In summary, the above description is only a preferred embodiment of the present invention, and is not intended to limit the scope of the present invention. Any modification, equivalent replacement, or improvement made within the spirit and principle of the present invention should be included in the protection scope of the present invention.

Claims (10)

1. The typical attack behavior detection method for the malicious code is characterized by comprising the following steps of:
s1, running malicious codes in a sandbox environment, and extracting a dynamic system call API sequence and an original ontology knowledge sequence from a generated dynamic analysis report;
s2, calculating classification contribution degrees aiming at each API in the dynamic system call API sequence, and sequencing according to the classification contribution degrees from large to small, namely sequencing the malice to obtain malice rankSequence of sequences
Figure FDA0003690106080000011
S3, sequencing the sequence according to the maliciousness
Figure FDA0003690106080000012
Sequentially selecting APIs as search starting points;
s4, finding a position A where the search starting point is located in the original ontology knowledge sequence, respectively performing forward traversal search and backward traversal search starting from the position A in the original ontology knowledge sequence, extracting an ontology knowledge tuple corresponding to the API which belongs to the same behavior type as the search starting point, and forming an ontology knowledge string;
and S5, taking the typical attack behavior of the malicious code represented by the ontology knowledge string as a detection result.
2. The method of claim 1, wherein the dynamic system call API sequence includes all APIs for system calls during the malicious code runtime;
the original ontology knowledge sequence consists of ontology knowledge groups corresponding to each API; each ontology tuple contains the API and its operands.
3. The method of claim 1, wherein the forward traversal search is specifically:
taking an API corresponding to the previous position of the position A, if the behavior type of the API corresponding to the previous position is consistent with the behavior type of the API corresponding to the search starting point, adding an ontology knowledge tuple of the API corresponding to the previous position into a forward ontology knowledge sub-string, updating the position A to be the previous position, and repeatedly executing forward traversal search until the behavior type of the API corresponding to the previous position is inconsistent with the behavior type of the API corresponding to the search starting point;
the backward traversal search specifically includes:
taking the API corresponding to the next position of the position A, if the behavior type of the API corresponding to the next position is consistent with the behavior type of the API corresponding to the search starting point, adding the ontology knowledge tuple of the API corresponding to the next position into the backward ontology knowledge sub-string, updating the position A to be the next position, and repeatedly executing backward traversal search until the behavior type of the API corresponding to the next position is inconsistent with the behavior type of the API corresponding to the search starting point;
and after the forward traversal search and the backward traversal search are finished, combining the obtained forward ontology knowledge substring and the obtained backward ontology knowledge substring into an ontology knowledge string.

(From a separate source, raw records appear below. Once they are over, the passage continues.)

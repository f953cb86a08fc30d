// This Source Code Form is subject to the terms of the Mozilla Public
// License, v. 2.0. If a copy of the MPL was not distributed with this
// file, You can obtain one at https://mozilla.org/MPL/2.0/.

//! The bootable binary: a multiboot-1 header, a stack-setup trampoline,
//! and the one board-level driver (VGA text) this kernel needs before it
//! can log anything. Everything past `boot_main` is `kern`'s problem.
//!
//! No teacher precedent exists for this crate -- Hubris targets a
//! pre-flashed ARM image with its own vector table, not a BIOS/GRUB
//! handoff -- so the entry-trampoline shape (a fixed static stack, a
//! `lea`-to-top, then a plain `call` into Rust) is grounded instead on
//! `sunsided-os`'s `_start_kernel` naked-entry pattern from the example
//! pack, adapted from its 64-bit `win64` ABI and UEFI boot_info handoff to
//! 32-bit `cdecl` and the multiboot-1 magic/info-pointer handoff described
//! in spec.md §6.

#![no_std]
#![no_main]

mod vga;

use core::arch::global_asm;

/// Multiboot-1 magic, flags (align modules + request a memory map), and
/// the checksum that makes the three words sum to zero mod 2^32 --
/// exactly spec.md §6's boot contract.
const MULTIBOOT_MAGIC: u32 = 0x1BAD_B002;
const MULTIBOOT_FLAGS: u32 = 0b11;
const MULTIBOOT_CHECKSUM: u32 = (0u32).wrapping_sub(MULTIBOOT_MAGIC.wrapping_add(MULTIBOOT_FLAGS));

global_asm!(
    ".section .multiboot_header, \"a\"",
    ".align 4",
    ".long {magic}",
    ".long {flags}",
    ".long {checksum}",
    magic = const MULTIBOOT_MAGIC,
    flags = const MULTIBOOT_FLAGS,
    checksum = const MULTIBOOT_CHECKSUM,
);

const BOOT_STACK_SIZE: usize = 16 * 1024;

#[no_mangle]
static mut BOOT_STACK: [u8; BOOT_STACK_SIZE] = [0; BOOT_STACK_SIZE];

// GRUB hands off with EAX = multiboot magic, EBX = multiboot info pointer,
// on whatever stack happened to be live -- not guaranteed large enough, or
// even present, to run Rust on. This switches to `BOOT_STACK` first, then
// pushes EBX/EAX as `boot_main`'s cdecl arguments (reverse order: the
// first parameter must end up closest to the top of the stack) before
// calling in.
global_asm!(
    ".section .text",
    ".global _start",
    "_start:",
    "lea esp, [{stack} + {stack_size}]",
    "push ebx",
    "push eax",
    "call boot_main",
    "2:",
    "hlt",
    "jmp 2b",
    stack = sym BOOT_STACK,
    stack_size = const BOOT_STACK_SIZE,
);

/// Registers the VGA putchar, clears the screen, prints the version
/// banner, and hands off to [`kern::startup::start_kernel`]. Never
/// returns.
#[no_mangle]
extern "C" fn boot_main(multiboot_magic: u32, multiboot_info: u32) -> ! {
    kern::console::set_putchar(vga::putchar);
    vga::clear();
    klog_boot();

    unsafe {
        kern::startup::start_kernel(
            multiboot_magic,
            multiboot_info as *const kern::pmm::MultibootInfo,
        )
    }
}

fn klog_boot() {
    kern::klog!("booting");
}

// `kern::fail` supplies the crate-wide `#[panic_handler]`; this crate must
// not define a second one.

4. The method according to claim 1, 2 or 3, wherein in S3, a malicious ith bit API is taken as a search starting point in sequence, and the initial value of i is 1;
in the step S4, judging the number of ontology knowledge groups in the ontology knowledge string is added, if the number of ontology knowledge groups in the ontology knowledge string is smaller than a set threshold value, i is increased by itself by 1, and the step returns to the step S3;
the setting threshold is set empirically.

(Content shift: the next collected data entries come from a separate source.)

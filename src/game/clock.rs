/// Game steps per second, independent of the display's refresh rate.
const STEPS_PER_SECOND: f32 = 60.0;

const STEP: f32 = 1.0 / STEPS_PER_SECOND;

/// Most steps run for a single frame. A long stall (window drag, breakpoint)
/// drops the excess instead of fast-forwarding.
const MAX_STEPS_PER_FRAME: usize = 4;

/// Turns variable frame times into a whole number of fixed steps.
#[derive(Debug, Default)]
pub struct FrameClock {
    pending: f32,
}

impl FrameClock {
    pub fn new() -> Self {
        Self::default()
    }

    /// Add `dt` seconds of elapsed time, returning how many steps are due.
    pub fn advance(&mut self, dt: f32) -> usize {
        self.pending += dt.max(0.0);

        let mut steps = 0;
        while self.pending >= STEP && steps < MAX_STEPS_PER_FRAME {
            self.pending -= STEP;
            steps += 1;
        }
        if steps == MAX_STEPS_PER_FRAME {
            self.pending = self.pending.min(STEP);
        }
        steps
    }
}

5. The method of claim 1, 2 or 3, wherein the types of behavior of the API primarily include file operations, system operations, process/thread operations, registry operations, storage operations, kernel operations, network operations, device operations, window operations, and text operations.

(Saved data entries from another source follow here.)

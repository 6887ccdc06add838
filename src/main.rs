use game::{App, GameConfig};
use macroquad::{
    input::{
        is_mouse_button_pressed, is_quit_requested, mouse_position, prevent_quit, MouseButton,
    },
    time::get_frame_time,
    window::{next_frame, Conf},
};
use rand::thread_rng;

mod cards;
mod game;
mod layout;
mod ui;

pub type Res<T> = Result<T, String>;

pub fn err<T, S: ToString>(message: S) -> Res<T> {
    Err(message.to_string())
}

fn window_conf() -> Conf {
    Conf {
        window_title: String::from("NBA Pack Opener"),
        window_width: layout::WINDOW_WIDTH,
        window_height: layout::WINDOW_HEIGHT,
        window_resizable: false,
        ..Default::default()
    }
}

#[macroquad::main(window_conf)]
async fn main() {
    const USAGE: &str = "Usage: pack-opener [data path]";

    tracing_subscriber::fmt()
        .with_max_level(tracing::Level::DEBUG)
        .init();

    let config = match std::env::args().nth(1) {
        Some(arg) if arg == "-h" || arg == "--help" => {
            println!("{USAGE}");
            return;
        }
        Some(data) => GameConfig::with_data_dir(data),
        None => GameConfig::new(),
    };
    tracing::debug!("Starting with {config:?}.");

    let mut app = match App::load(&config) {
        Ok(app) => app,
        Err(e) => panic!("Failed to load game data: {e}"),
    };

    // Closing the window saves first.
    prevent_quit();

    let rng = &mut thread_rng();
    loop {
        app.update(get_frame_time());
        ui::draw(&app);

        if is_mouse_button_pressed(MouseButton::Left) {
            let (x, y) = mouse_position();
            app.handle_click(x, y, rng);
        }

        if is_quit_requested() {
            app.persist();
            break;
        }

        next_frame().await;
    }
}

6. The typical attack behavior detection system for the malicious code is characterized by comprising a data acquisition module, a data preprocessing module, an ontology knowledge string extraction module and a behavior detection module;
the data acquisition module is used for operating malicious codes in a sandbox environment, extracting a dynamic system call API sequence and an original body knowledge sequence from a generated dynamic analysis report and sending the dynamic system call API sequence and the original body knowledge sequence to the data preprocessing module;
the data preprocessing module is used for calculating the classification contribution degree aiming at each API in the dynamic system call API sequence and calculating the classification contribution degree according to the classification contribution degreeSorting according to the size, namely, sorting according to the maliciousness to obtain a maliciousness sorting sequence
Figure FDA0003690106080000021
Sending the ontology knowledge string to the ontology knowledge string extraction module;
the ontology knowledge string extraction module is used for sequencing the sequence according to the malice
Figure FDA0003690106080000022
Sequentially selecting APIs as search starting points; finding a position A where the search starting point is located in the original ontology knowledge sequence, respectively performing forward traversal search and backward traversal search from the position A in the original ontology knowledge sequence, extracting an ontology knowledge group corresponding to an API (application programming interface) which belongs to one behavior type with the search starting point to form an ontology knowledge string, and sending the ontology knowledge string to the behavior detection module;
and the behavior detection module is used for taking the typical attack behavior of the malicious code represented by the ontology knowledge string as a detection result.
7. The system of claim 6, wherein the dynamic system call API sequence includes all APIs for system calls during the running of the malicious code;
the original ontology knowledge sequence consists of ontology knowledge tuples corresponding to each API; each ontology tuple contains the API and its operands.
8. The system of claim 6, wherein the forward traversal search is specifically:
taking an API corresponding to the previous position of the position A, if the behavior type of the API corresponding to the previous position is consistent with the behavior type of the API corresponding to the search starting point, adding an ontology knowledge tuple of the API corresponding to the previous position into a forward ontology knowledge sub-string, updating the position A to be the previous position, and repeatedly executing forward traversal search until the behavior type of the API corresponding to the previous position is inconsistent with the behavior type of the API corresponding to the search starting point;
the backward traversal search specifically includes:
taking the API corresponding to the next position of the position A, if the behavior type of the API corresponding to the next position is consistent with the behavior type of the API corresponding to the search starting point, adding the ontology knowledge tuple of the API corresponding to the next position into the backward ontology knowledge sub-string, updating the position A to be the next position, and repeatedly executing backward traversal search until the behavior type of the API corresponding to the next position is inconsistent with the behavior type of the API corresponding to the search starting point;
and after the forward traversal search and the backward traversal search are finished, combining the obtained forward ontology knowledge substring and the obtained backward ontology knowledge substring into an ontology knowledge string.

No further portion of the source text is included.